Straniero tra gli stranieri è – a piedi scalzi – il viandante in cammino tra i tratturi più impervi, il mendico nei cui stracci sovente si nasconde un Dio, quel nume sconosciuto a se stesso da cui gemma il rinnovarsi delle stirpi. È Enea che si lascia alle spalle il fuoco di Ilio per fondare – da straniero – una civiltà dell’universale dove nessuno più è un barbaro ma un cittadino. Ed è pertanto che il principio guida della selezione degli artisti privilegia chi non ha mai partecipato alla Esposizione. Illuminando il percorso dei Modernismi al di fuori dell’anglosfera. Presentando geografie dimenticate e ai confini del dettato vigente, seppure ben chiare sul planisfero.

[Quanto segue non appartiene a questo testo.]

//! Channel publish/subscribe over the native hub or the storage relay

use std::sync::Arc;
use tokio::sync::broadcast::{self, error::RecvError, error::TryRecvError};
use tokio::task::JoinHandle;
use tracing::{debug, warn};
use uuid::Uuid;

use super::{BroadcastHub, ChannelName, Delivery, Envelope, PeerId};
use crate::clock::Clock;
use crate::error::{TabSyncError, TransportError};
use crate::store::{KeyValueStore, StoreEvent};

/// Default key prefix for relayed messages in the shared store
pub const DEFAULT_RELAY_PREFIX: &str = "tabsync:bus:";

#[derive(Clone)]
enum Backend {
    Native(BroadcastHub),
    Relay {
        store: Arc<dyn KeyValueStore>,
        prefix: String,
    },
}

/// Opens channels for one peer
pub struct Transport {
    peer_id: PeerId,
    backend: Backend,
    clock: Arc<dyn Clock>,
}

impl Transport {
    /// Connect using the native hub when present, otherwise degrade to the
    /// storage relay. Degrading is logged, never surfaced.
    pub fn connect(
        peer_id: PeerId,
        hub: Option<BroadcastHub>,
        store: Arc<dyn KeyValueStore>,
        relay_prefix: &str,
        clock: Arc<dyn Clock>,
    ) -> Self {
        let backend = match hub {
            Some(hub) => Backend::Native(hub),
            None => {
                warn!(
                    "{}; peer {} falling back to storage relay",
                    TabSyncError::TransportUnavailable("no broadcast hub".to_string()),
                    peer_id
                );
                Backend::Relay {
                    store,
                    prefix: relay_prefix.to_string(),
                }
            }
        };

        Self {
            peer_id,
            backend,
            clock,
        }
    }

    pub fn peer_id(&self) -> &PeerId {
        &self.peer_id
    }

    /// True when publications go through the storage relay
    pub fn is_degraded(&self) -> bool {
        matches!(self.backend, Backend::Relay { .. })
    }

    pub fn open_channel(&self, name: ChannelName) -> Channel {
        let backend = match &self.backend {
            Backend::Native(hub) => ChannelBackend::Native(hub.sender(name.as_str())),
            Backend::Relay { store, prefix } => ChannelBackend::Relay {
                store: store.clone(),
                key_prefix: format!("{}{}:", prefix, name.as_str()),
            },
        };

        Channel {
            name,
            peer_id: self.peer_id.clone(),
            clock: self.clock.clone(),
            backend,
        }
    }
}

#[derive(Clone)]
enum ChannelBackend {
    Native(broadcast::Sender<Envelope>),
    Relay {
        store: Arc<dyn KeyValueStore>,
        key_prefix: String,
    },
}

/// One named channel as seen by one peer. Stays open for the peer's lifetime.
#[derive(Clone)]
pub struct Channel {
    name: ChannelName,
    peer_id: PeerId,
    clock: Arc<dyn Clock>,
    backend: ChannelBackend,
}

impl Channel {
    pub fn name(&self) -> ChannelName {
        self.name
    }

    /// Publish stamped with the current time
    pub fn publish(&self, kind: &str, data: serde_json::Value) -> Result<Delivery, TransportError> {
        self.publish_at(kind, data, self.clock.now_ms())
    }

    /// Publish with an explicit envelope timestamp
    pub fn publish_at(
        &self,
        kind: &str,
        data: serde_json::Value,
        timestamp: u64,
    ) -> Result<Delivery, TransportError> {
        let envelope = Envelope {
            kind: kind.to_string(),
            data,
            timestamp,
            origin: self.peer_id.clone(),
        };

        match &self.backend {
            ChannelBackend::Native(tx) => {
                // Err only means nobody is listening yet
                let receivers = tx.send(envelope).unwrap_or(0);
                debug!("{} -> {} ({} receivers)", kind, self.name, receivers);
                Ok(Delivery::Direct)
            }
            ChannelBackend::Relay { store, key_prefix } => {
                let json = serde_json::to_string(&envelope)?;
                let key = format!("{}{}", key_prefix, Uuid::new_v4().simple());
                store.set(&key, &json)?;
                store.remove(&key)?;
                debug!("{} -> {} (relayed)", kind, self.name);
                Ok(Delivery::Relayed)
            }
        }
    }

    pub fn subscribe(&self) -> ChannelReceiver {
        let source = match &self.backend {
            ChannelBackend::Native(tx) => ReceiverSource::Native(tx.subscribe()),
            ChannelBackend::Relay { store, key_prefix } => ReceiverSource::Relay {
                rx: store.watch(),
                key_prefix: key_prefix.clone(),
            },
        };

        ChannelReceiver {
            name: self.name,
            peer_id: self.peer_id.clone(),
            source,
        }
    }

    /// Run `handler` for every message from other peers until unsubscribed.
    /// Must be called inside a tokio runtime.
    pub fn subscribe_with<F>(&self, handler: F) -> Subscription
    where
        F: Fn(Envelope) + Send + Sync + 'static,
    {
        let mut rx = self.subscribe();
        let handle = tokio::spawn(async move {
            while let Some(envelope) = rx.recv().await {
                handler(envelope);
            }
        });

        Subscription {
            channel: self.name,
            handle,
        }
    }
}

enum ReceiverSource {
    Native(broadcast::Receiver<Envelope>),
    Relay {
        rx: broadcast::Receiver<StoreEvent>,
        key_prefix: String,
    },
}

/// Receiving side of a channel; drops this peer's own publications
pub struct ChannelReceiver {
    name: ChannelName,
    peer_id: PeerId,
    source: ReceiverSource,
}

impl ChannelReceiver {
    pub fn name(&self) -> ChannelName {
        self.name
    }

    /// Next message from another peer, `None` once the channel is closed
    pub async fn recv(&mut self) -> Option<Envelope> {
        loop {
            let candidate = match &mut self.source {
                ReceiverSource::Native(rx) => match rx.recv().await {
                    Ok(envelope) => Some(envelope),
                    Err(RecvError::Lagged(n)) => {
                        warn!("Channel {} lagged, {} messages dropped", self.name, n);
                        None
                    }
                    Err(RecvError::Closed) => return None,
                },
                ReceiverSource::Relay { rx, key_prefix } => match rx.recv().await {
                    Ok(event) => decode_relayed(key_prefix, event),
                    Err(RecvError::Lagged(n)) => {
                        warn!("Relay for {} lagged, {} events dropped", self.name, n);
                        None
                    }
                    Err(RecvError::Closed) => return None,
                },
            };

            if let Some(envelope) = candidate {
                if envelope.origin != self.peer_id {
                    return Some(envelope);
                }
            }
        }
    }

    /// Non-blocking receive; `None` when nothing is queued
    pub fn try_recv(&mut self) -> Option<Envelope> {
        loop {
            let candidate = match &mut self.source {
                ReceiverSource::Native(rx) => match rx.try_recv() {
                    Ok(envelope) => Some(envelope),
                    Err(TryRecvError::Lagged(n)) => {
                        warn!("Channel {} lagged, {} messages dropped", self.name, n);
                        None
                    }
                    Err(TryRecvError::Empty) | Err(TryRecvError::Closed) => return None,
                },
                ReceiverSource::Relay { rx, key_prefix } => match rx.try_recv() {
                    Ok(event) => decode_relayed(key_prefix, event),
                    Err(TryRecvError::Lagged(n)) => {
                        warn!("Relay for {} lagged, {} events dropped", self.name, n);
                        None
                    }
                    Err(TryRecvError::Empty) | Err(TryRecvError::Closed) => return None,
                },
            };

            if let Some(envelope) = candidate {
                if envelope.origin != self.peer_id {
                    return Some(envelope);
                }
            }
        }
    }
}

/// Relay writes arrive as store changes; removals and foreign keys are ignored
fn decode_relayed(key_prefix: &str, event: StoreEvent) -> Option<Envelope> {
    if !event.key.starts_with(key_prefix) {
        return None;
    }
    let value = event.value?;
    match serde_json::from_str(&value) {
        Ok(envelope) => Some(envelope),
        Err(e) => {
            warn!("Dropping undecodable relay entry {}: {}", event.key, e);
            None
        }
    }
}

/// Handle for a handler-based subscription. Release it explicitly.
pub struct Subscription {
    channel: ChannelName,
    handle: JoinHandle<()>,
}

impl Subscription {
    pub fn channel(&self) -> ChannelName {
        self.channel
    }

    pub fn is_active(&self) -> bool {
        !self.handle.is_finished()
    }

    pub fn unsubscribe(self) {
        debug!("Unsubscribing handler from {}", self.channel);
        self.handle.abort();
    }
}

#[cfg(test)]
mod tests {
    use super::*;
    use crate::clock::ManualClock;
    use crate::store::MemoryStore;
    use serde_json::json;
    use std::sync::atomic::{AtomicUsize, Ordering};
    use std::time::Duration;

    fn pair(hub: Option<BroadcastHub>) -> (Transport, Transport, Arc<MemoryStore>) {
        let store = Arc::new(MemoryStore::new());
        let clock = Arc::new(ManualClock::new(1_000));
        let a = Transport::connect(
            PeerId::from("a"),
            hub.clone(),
            store.clone(),
            DEFAULT_RELAY_PREFIX,
            clock.clone(),
        );
        let b = Transport::connect(
            PeerId::from("b"),
            hub,
            store.clone(),
            DEFAULT_RELAY_PREFIX,
            clock,
        );
        (a, b, store)
    }

    #[test]
    fn test_native_delivery_skips_own_messages() {
        let (a, b, _) = pair(Some(BroadcastHub::default()));
        let a_ch = a.open_channel(ChannelName::Balance);
        let b_ch = b.open_channel(ChannelName::Balance);
        let mut a_rx = a_ch.subscribe();
        let mut b_rx = b_ch.subscribe();

        assert_eq!(
            a_ch.publish("ping", json!({"n": 1})).unwrap(),
            Delivery::Direct
        );

        let got = b_rx.try_recv().unwrap();
        assert_eq!(got.kind, "ping");
        assert_eq!(got.origin, PeerId::from("a"));
        assert_eq!(got.timestamp, 1_000);
        assert!(a_rx.try_recv().is_none());
    }

    #[test]
    fn test_relay_fallback_delivers_and_cleans_up() {
        let (a, b, store) = pair(None);
        assert!(a.is_degraded());

        let a_ch = a.open_channel(ChannelName::Trade);
        let mut b_rx = b.open_channel(ChannelName::Trade).subscribe();
        let mut other_rx = b.open_channel(ChannelName::Balance).subscribe();

        assert_eq!(
            a_ch.publish("ping", json!({})).unwrap(),
            Delivery::Relayed
        );

        let got = b_rx.try_recv().unwrap();
        assert_eq!(got.kind, "ping");
        assert!(b_rx.try_recv().is_none());
        assert!(other_rx.try_recv().is_none());
        assert!(store.is_empty());
    }

    #[test]
    fn test_relay_quota_failure_is_reported() {
        let store = Arc::new(MemoryStore::with_quota(16));
        let t = Transport::connect(
            PeerId::from("a"),
            None,
            store,
            DEFAULT_RELAY_PREFIX,
            Arc::new(ManualClock::new(0)),
        );
        let err = t
            .open_channel(ChannelName::Session)
            .publish("big", json!({"payload": "x".repeat(64)}))
            .unwrap_err();
        assert!(matches!(err, TransportError::Relay(_)));
    }

    #[tokio::test]
    async fn test_subscribe_with_handler_and_unsubscribe() {
        let (a, b, _) = pair(Some(BroadcastHub::default()));
        let seen = Arc::new(AtomicUsize::new(0));
        let counter = seen.clone();

        let sub = b
            .open_channel(ChannelName::Session)
            .subscribe_with(move |_| {
                counter.fetch_add(1, Ordering::SeqCst);
            });
        assert!(sub.is_active());

        let a_ch = a.open_channel(ChannelName::Session);
        a_ch.publish("hello", json!({})).unwrap();
        tokio::time::sleep(Duration::from_millis(20)).await;
        assert_eq!(seen.load(Ordering::SeqCst), 1);

        sub.unsubscribe();
        tokio::time::sleep(Duration::from_millis(5)).await;
        a_ch.publish("hello", json!({})).unwrap();
        tokio::time::sleep(Duration::from_millis(20)).await;
        assert_eq!(seen.load(Ordering::SeqCst), 1);
    }
}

Dando consistenza a vuoti che di fatto non lo erano - un po’ come accade nelle sculture di Rachel Whiteread - e restituirsi, infine, al pensiero aurorale, quella nostalgia delle cose – accade nel linguaggio, nell’inverarsi del flatus vocis – che non ebbero mai un cominciamento.

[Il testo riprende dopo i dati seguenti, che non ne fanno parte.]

impl Tables {
    fn retire(&mut self, action_id: &ActionId) {
        self.actions.remove(action_id);
        if self.retired.contains(action_id) {
            return;
        }
        if self.retired.len() >= RETIRED_CAPACITY {
            self.retired.pop_front();
        }
        self.retired.push_back(action_id.clone());
    }

    fn is_retired(&self, action_id: &ActionId) -> bool {
        self.retired.contains(action_id)
    }

    fn conflict_of(&self, action_id: &ActionId) -> Option<ConflictId> {
        self.conflicts
            .values()
            .find(|r| r.involves(action_id))
            .map(|r| r.id.clone())
    }

    fn registration(&self, action_id: &ActionId) -> Registration {
        let conflict_id = self.conflict_of(action_id);
        let pending = self
            .actions
            .get(action_id)
            .is_some_and(|a| a.status == ActionStatus::Pending);
        Registration {
            action_id: action_id.clone(),
            can_proceed: pending && conflict_id.is_none(),
            conflict_id,
        }
    }

    /// Remove an action from every live conflict. Records left with fewer
    /// than two actions are dissolved without resolution.
    fn withdraw(&mut self, action_id: &ActionId) -> Vec<ConflictId> {
        let mut dissolved = Vec::new();
        for record in self.conflicts.values_mut() {
            if record.involves(action_id) {
                record.actions.retain(|a| &a.id != action_id);
                if record.actions.len() < 2 {
                    dissolved.push(record.id.clone());
                }
            }
        }
        for id in &dissolved {
            self.conflicts.remove(id);
        }
        dissolved
    }
}
use std::net::{IpAddr, Ipv4Addr};
use std::time::Duration;

#[derive(Debug, Clone)]
pub struct TcpTransportConfig {
    /// Address the listener binds to.
    pub bind_host: IpAddr,

    /// Port the listener binds to, and the port announced in outbound
    /// handshakes. Binding port 0 works: the handshake then announces the
    /// port the OS actually assigned.
    pub port: u16,

    /// Pause between reconnection ticks. A tick retries every neighbor
    /// currently marked as needing reconnection; the next tick is scheduled
    /// only after all attempts of the previous one have settled.
    pub reconnect_interval: Duration,

    /// How long an accepted connection may take to deliver its 10-byte
    /// handshake before it is dropped.
    pub handshake_timeout: Duration,

    /// Admit inbound connections from addresses no registered neighbor
    /// claims, synthesizing and registering a neighbor for them.
    pub receive_unknown_neighbors: bool,
}

impl TcpTransportConfig {
    pub fn new(port: u16) -> TcpTransportConfig {
        TcpTransportConfig {
            bind_host: IpAddr::V4(Ipv4Addr::UNSPECIFIED),
            port,
            reconnect_interval: Duration::from_secs(60),
            handshake_timeout: Duration::from_secs(10),
            receive_unknown_neighbors: false,
        }
    }
}

#[cfg(test)]
mod tests {
    use super::*;

    #[test]
    fn test_defaults() {
        let config = TcpTransportConfig::new(1440);

        assert_eq!(config.bind_host, IpAddr::V4(Ipv4Addr::UNSPECIFIED));
        assert_eq!(config.port, 1440);
        assert_eq!(config.reconnect_interval, Duration::from_secs(60));
        assert_eq!(config.handshake_timeout, Duration::from_secs(10));
        assert!(!config.receive_unknown_neighbors);
    }
}
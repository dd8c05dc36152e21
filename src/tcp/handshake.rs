use bytes::BufMut;

use crate::error::TransportError;

/// The one-shot handshake that opens every connection: the connecting side's
/// listening port, as ASCII digits zero-padded left to exactly ten
/// characters. Nothing else precedes application packets on the wire.
pub struct PortAnnouncement {
    pub port: u16,
}

impl PortAnnouncement {
    pub const SERIALIZED_LEN: usize = 10;

    pub fn ser(&self, buf: &mut impl BufMut) {
        buf.put_slice(format!("{:010}", self.port).as_bytes());
    }

    /// Ten ASCII digits, nothing else. Ten digits can encode values beyond
    /// any real port; those are rejected as invalid rather than truncated.
    pub fn deser(raw: &[u8; Self::SERIALIZED_LEN]) -> Result<PortAnnouncement, TransportError> {
        if !raw.iter().all(u8::is_ascii_digit) {
            return Err(TransportError::HandshakeInvalid(
                String::from_utf8_lossy(raw).into_owned(),
            ));
        }

        // all-digit input is valid UTF-8 and fits a u64
        let text = std::str::from_utf8(raw).expect("ASCII digits are valid UTF-8");
        let value: u64 = text.parse().expect("10 ASCII digits fit a u64");

        let port = u16::try_from(value)
            .map_err(|_| TransportError::HandshakeInvalid(text.to_owned()))?;
        Ok(PortAnnouncement { port })
    }
}

#[cfg(test)]
mod tests {
    use super::*;
    use bytes::BytesMut;
    use rstest::rstest;

    #[rstest]
    #[case::wire_example(4000, b"0000004000")]
    #[case::short(1440, b"0000001440")]
    #[case::zero(0, b"0000000000")]
    #[case::max(65535, b"0000065535")]
    fn test_ser(#[case] port: u16, #[case] expected: &[u8; 10]) {
        let mut buf = BytesMut::new();
        PortAnnouncement { port }.ser(&mut buf);
        assert_eq!(buf.as_ref(), expected);
    }

    #[rstest]
    #[case(0)]
    #[case(80)]
    #[case(1440)]
    #[case(65535)]
    fn test_roundtrip(#[case] port: u16) {
        let mut buf = BytesMut::new();
        PortAnnouncement { port }.ser(&mut buf);

        let raw: [u8; 10] = buf.as_ref().try_into().unwrap();
        assert_eq!(PortAnnouncement::deser(&raw).unwrap().port, port);
    }

    #[rstest]
    #[case::letters(b"00000abc00")]
    #[case::space_padded(b"      4000")]
    #[case::signed(b"-000004000")]
    #[case::port_out_of_range(b"0000070000")]
    #[case::way_out_of_range(b"9999999999")]
    fn test_deser_invalid(#[case] raw: &[u8; 10]) {
        assert!(matches!(
            PortAnnouncement::deser(raw),
            Err(TransportError::HandshakeInvalid(_))
        ));
    }
}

Con un esplicito riferimento al Manifesto antropofago di Oswald de Andrade, il curatore spiega come i Modernismi del Sud Globale abbiano dovuto cannibalizzare le culture post coloniali egemoni per affermarsi. Una forma di resistenza artistica che – nel caso brasiliano – richiama il rituale cannibalico pre-invasione del popolo Tupinambá. Il dipinto di Tarsila do Amaral che spinse de Andrade a scrivere il suo Manifesto era intitolato appunto Abaporu, che in lingua Tupi significa “uomo che mangia la gente”. E del mangiare – del nutrirsi – se ne fa radice sacrissima, non certo antropologia, come nel codice mediterraneo a noi familiare dei due conturbanti virgulti, ovvero Dioniso e poi Gesù, il Nazareno. Due rappresentazioni della resurrezione del “Dio ucciso”, due distinti banchetti cui partecipa gente che mangia altra gente, come Dioniso – il figlio che Zeus partorisce dal proprio polpaccio, ridotto in lacerti, masticato e inghiottito dalle Menadi – e come Gesù, il figlio di Maria, la Prescelta, eucaristicamente fatto ostia nella liturgia, presenza nel rito e dunque promessa propria dell’Eterno per tramite del suo stesso corpo, cibo per tutti.

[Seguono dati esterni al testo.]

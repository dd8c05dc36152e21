use std::fmt::{Debug, Formatter};
use std::net::SocketAddr;
use std::sync::Arc;

use rustc_hash::{FxHashMap, FxHashSet};
use tokio::net::TcpListener;
use tokio::sync::broadcast;
use tokio::sync::{Mutex, RwLock};
use tokio::task::JoinHandle;
use tracing::{debug, info};

use crate::error::TransportError;
use crate::events::{EventNotifier, TransportEvent};
use crate::neighbor::{Neighbor, NeighborKind};
use crate::packer::Packer;
use crate::tcp::config::TcpTransportConfig;
use crate::tcp::receive::run_accept_loop;
use crate::tcp::reconnect::run_reconnect_loop;
use crate::tcp::send_socket::{
    connect_or_mark_reconnect, teardown_send_entry, SendSocket,
};

/// The TCP transport of the gateway: a listener for inbound connections, one
/// outbound connection per reachable neighbor, and the reconnection loop
/// that heals the outbound side.
///
/// All public operations are safe to call concurrently; the transport's
/// tables are guarded by a single lock that is never held across socket I/O.
pub struct TcpTransport<P: Packer> {
    shared: Arc<SharedTransport<P>>,
}

impl<P: Packer> Debug for TcpTransport<P> {
    fn fmt(&self, f: &mut Formatter<'_>) -> std::fmt::Result {
        write!(f, "TcpTransport")
    }
}

pub(crate) struct SharedTransport<P: Packer> {
    pub(crate) config: TcpTransportConfig,
    pub(crate) packer: P,
    pub(crate) notifier: EventNotifier<P::Data>,
    pub(crate) state: RwLock<TransportState>,
}

#[derive(Clone, Copy, Debug, Eq, PartialEq)]
pub(crate) enum RunState {
    Idle,
    Starting,
    Running,
    ShuttingDown,
}

impl RunState {
    /// Live enough for sockets to be registered: bring-up counts, teardown
    /// does not.
    pub(crate) fn is_active(&self) -> bool {
        matches!(self, RunState::Starting | RunState::Running)
    }
}

pub(crate) struct SendEntry {
    pub(crate) id: u64,
    pub(crate) socket: Arc<Mutex<SendSocket>>,
    pub(crate) watcher: JoinHandle<()>,
}

pub(crate) struct ReceiveEntry {
    pub(crate) id: u64,
    pub(crate) task: JoinHandle<()>,
}

pub(crate) struct TransportState {
    pub(crate) run_state: RunState,
    /// The address the listener is actually bound to while running; its port
    /// is what outbound handshakes announce.
    pub(crate) local_addr: Option<SocketAddr>,
    /// Insertion-ordered: `get_neighbor` returns the first match.
    pub(crate) neighbors: Vec<Neighbor>,
    pub(crate) send_sockets: FxHashMap<Neighbor, SendEntry>,
    pub(crate) receive_sockets: FxHashMap<Neighbor, ReceiveEntry>,
    pub(crate) needs_reconnect: FxHashSet<Neighbor>,
    accept_task: Option<JoinHandle<()>>,
    reconnect_task: Option<JoinHandle<()>>,
    socket_id_counter: u64,
}

impl TransportState {
    fn new() -> TransportState {
        TransportState {
            run_state: RunState::Idle,
            local_addr: None,
            neighbors: Vec::new(),
            send_sockets: Default::default(),
            receive_sockets: Default::default(),
            needs_reconnect: Default::default(),
            accept_task: None,
            reconnect_task: None,
            socket_id_counter: 0,
        }
    }

    pub(crate) fn contains_neighbor(&self, neighbor: &Neighbor) -> bool {
        self.neighbors.iter().any(|n| n == neighbor)
    }

    /// Socket registrations are tagged so a socket's cleanup can tell whether
    /// the map entry still belongs to it or a successor took its place.
    pub(crate) fn next_socket_id(&mut self) -> u64 {
        self.socket_id_counter += 1;
        self.socket_id_counter
    }
}

impl<P: Packer> TcpTransport<P> {
    pub fn new(config: TcpTransportConfig, packer: P) -> TcpTransport<P> {
        TcpTransport {
            shared: Arc::new(SharedTransport {
                config,
                packer,
                notifier: EventNotifier::new(),
                state: RwLock::new(TransportState::new()),
            }),
        }
    }

    pub fn subscribe(&self) -> broadcast::Receiver<TransportEvent<P::Data>> {
        self.shared.notifier.subscribe()
    }

    /// Can this transport carry traffic for the given neighbor?
    pub fn supports(&self, neighbor: &Neighbor) -> bool {
        neighbor.kind() == NeighborKind::Tcp
    }

    pub async fn is_running(&self) -> bool {
        self.shared.state.read().await.run_state == RunState::Running
    }

    /// The listener's actual bound address while running.
    pub async fn local_addr(&self) -> Option<SocketAddr> {
        self.shared.state.read().await.local_addr
    }

    /// Is there currently an open outbound connection to this neighbor?
    pub async fn is_connected_to(&self, neighbor: &Neighbor) -> bool {
        self.shared.state.read().await.send_sockets.contains_key(neighbor)
    }

    /// The first registered neighbor claiming the given address, in
    /// registration order.
    pub async fn get_neighbor(&self, addr: &str) -> Option<Neighbor> {
        self.shared
            .state
            .read()
            .await
            .neighbors
            .iter()
            .find(|n| n.match_addr(addr))
            .cloned()
    }

    pub async fn neighbors(&self) -> Vec<Neighbor> {
        self.shared.state.read().await.neighbors.clone()
    }

    /// Registers a neighbor. While running, an outbound connect is attempted
    /// right away; its failure marks the neighbor for reconnection instead of
    /// failing the call. `is_connected_to` is the way to observe the outcome.
    pub async fn add_neighbor(&self, neighbor: Neighbor) -> Result<(), TransportError> {
        let attempt_connect = {
            let mut state = self.shared.state.write().await;
            if state.contains_neighbor(&neighbor) {
                return Err(TransportError::AlreadyExists);
            }
            state.neighbors.push(neighbor.clone());
            state.run_state.is_active()
        };

        if attempt_connect {
            connect_or_mark_reconnect(&self.shared, &neighbor).await;
        }
        Ok(())
    }

    /// Unregisters a neighbor and closes both of its sockets. The receive
    /// socket is silenced and dropped, the send socket is shut down
    /// gracefully.
    pub async fn remove_neighbor(&self, neighbor: &Neighbor) -> Result<(), TransportError> {
        let (send_entry, receive_entry) = {
            let mut state = self.shared.state.write().await;
            let Some(idx) = state.neighbors.iter().position(|n| n == neighbor) else {
                return Err(TransportError::NotFound);
            };
            state.neighbors.remove(idx);
            state.needs_reconnect.remove(neighbor);
            (
                state.send_sockets.remove(neighbor),
                state.receive_sockets.remove(neighbor),
            )
        };

        if let Some(entry) = receive_entry {
            entry.task.abort();
        }
        if let Some(entry) = send_entry {
            teardown_send_entry(entry).await;
        }

        debug!("removed neighbor {:?}", neighbor);
        Ok(())
    }

    /// Binds the listener, connects to all registered neighbors and arms the
    /// reconnection loop. Connect failures mark neighbors for reconnection;
    /// only a listener that cannot bind fails the call.
    pub async fn run(&self) -> Result<(), TransportError> {
        {
            let mut state = self.shared.state.write().await;
            if state.run_state != RunState::Idle {
                return Err(TransportError::AlreadyRunning);
            }
            state.run_state = RunState::Starting;
        }

        let bind_addr = SocketAddr::new(self.shared.config.bind_host, self.shared.config.port);
        let listener = match TcpListener::bind(bind_addr).await {
            Ok(listener) => listener,
            Err(e) => {
                self.shared.state.write().await.run_state = RunState::Idle;
                return Err(TransportError::ListenFailed(e.to_string()));
            }
        };
        let local_addr = match listener.local_addr() {
            Ok(addr) => addr,
            Err(e) => {
                self.shared.state.write().await.run_state = RunState::Idle;
                return Err(TransportError::ListenFailed(e.to_string()));
            }
        };
        info!("listening on {}", local_addr);

        let initial_neighbors = {
            let mut state = self.shared.state.write().await;
            state.local_addr = Some(local_addr);
            state.accept_task = Some(tokio::spawn(run_accept_loop(
                self.shared.clone(),
                listener,
            )));
            state.neighbors.clone()
        };

        let mut attempts = Vec::new();
        for neighbor in initial_neighbors {
            let shared = self.shared.clone();
            attempts.push(tokio::spawn(async move {
                connect_or_mark_reconnect(&shared, &neighbor).await;
            }));
        }
        for attempt in attempts {
            let _ = attempt.await;
        }

        {
            let mut state = self.shared.state.write().await;
            state.reconnect_task = Some(tokio::spawn(run_reconnect_loop(self.shared.clone())));
            state.run_state = RunState::Running;
        }
        Ok(())
    }

    /// Stops accepting, closes the listener, tears down all connections and
    /// disarms the reconnection loop. After this the transport is back in its
    /// initial state and can be run again.
    pub async fn shutdown(&self) -> Result<(), TransportError> {
        let (accept_task, reconnect_task, send_entries, receive_entries) = {
            let mut state = self.shared.state.write().await;
            if state.run_state != RunState::Running {
                return Err(TransportError::NotRunning);
            }
            state.run_state = RunState::ShuttingDown;
            state.needs_reconnect.clear();
            (
                state.accept_task.take(),
                state.reconnect_task.take(),
                state.send_sockets.drain().map(|(_, e)| e).collect::<Vec<_>>(),
                state
                    .receive_sockets
                    .drain()
                    .map(|(_, e)| e)
                    .collect::<Vec<_>>(),
            )
        };

        // no new connections: detach the accept loop, which owns and thereby
        //  closes the listener
        if let Some(task) = accept_task {
            task.abort();
            let _ = task.await;
        }

        // tear down all outbound connections concurrently
        let mut teardowns = Vec::new();
        for entry in send_entries {
            teardowns.push(tokio::spawn(teardown_send_entry(entry)));
        }
        for teardown in teardowns {
            let _ = teardown.await;
        }

        for entry in receive_entries {
            entry.task.abort();
        }
        if let Some(task) = reconnect_task {
            task.abort();
        }

        {
            let mut state = self.shared.state.write().await;
            state.run_state = RunState::Idle;
            state.local_addr = None;
        }
        info!("transport shut down");
        Ok(())
    }

    /// Packs the data and writes the packet to the neighbor's send socket,
    /// resolving once the bytes are flushed to the OS. Writes to one neighbor
    /// go out in call order.
    pub async fn send(&self, data: &P::Data, neighbor: &Neighbor) -> Result<(), TransportError> {
        if !neighbor.gateway_can_send_to() {
            return Err(TransportError::SendForbidden);
        }

        let (socket_id, socket) = {
            let state = self.shared.state.read().await;
            let entry = state
                .send_sockets
                .get(neighbor)
                .ok_or(TransportError::NotConnected)?;
            (entry.id, entry.socket.clone())
        };

        let packet = self.shared.packer.pack(data);
        debug_assert_eq!(packet.len(), self.shared.packer.packet_size());

        if let Err(e) = socket.lock().await.send_packet(&packet).await {
            debug!("sending to {:?} failed: {}", neighbor, e);
            let entry = {
                let mut state = self.shared.state.write().await;
                if state.send_sockets.get(neighbor).is_some_and(|en| en.id == socket_id) {
                    state.send_sockets.remove(neighbor)
                } else {
                    None
                }
            };
            if let Some(entry) = entry {
                entry.watcher.abort();
            }
            return Err(TransportError::Socket(e.to_string()));
        }
        Ok(())
    }
}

In questa edizione la Biennale Arte presenta un nucleo contemporaneo e uno storico, con un’ampia presenza di artisti italiani della diaspora del XX secolo, i cui lavori sono esposti su i glass easels progettati da Lina Bo Bardi, per il MASP di San Paolo del Brasile. Per la prima volta un collettivo artistico indigeno dell’Amazzonia – MAHKU (Movimento dos Artistas Huni Kuin) – si prende la scena, con un intervento monumentale sulla facciata del Padiglione Centrale. Settecento metri quadri di visioni sacre mediate dal rituale dell’ayahuasca, un’esperienza questa – altrettanto sacrale – che il Vecchio Continente ha esperito per tramite di scrittura e di vissuto con gli Annäherungen di Jünger.
E sempre due sono i fili che percorrono la selezione del curatore: la volontà esplicita di focalizzarsi su opere che usano il linguaggio del tessile; e sul legame di sangue che collega diversi degli artisti in rassegna. Un ritorno dunque ai tempi dilatati della res extensa e dei rapporti umani viscerali, intesi come scrigno di tradizione e trasmissione di conoscenze, in un’epoca dominata dall’immateriale e dalla spersonalizzazione di contenuti e forme.
Questa edizione della Mostra ospita frammenti di bellezza marginalizzata, esclusa, punita, cancellata da schemi di geo-pensiero dominante. Così i temi cogenti della Mostra di Pedrosa, il diverso, lo straniero, il viaggio, l’integrazione, riverberano nelle acque sempre calme e sempre nuove della città lagunare. Ancora una volta Venezia - nei secoli culla dolce di conoscenza e comunicazione tra popoli, etnie, religioni - è la piazza naturale da cui smistare nuovi punti di vista e Fare Mondi - per dirla con un lessico qui di casa.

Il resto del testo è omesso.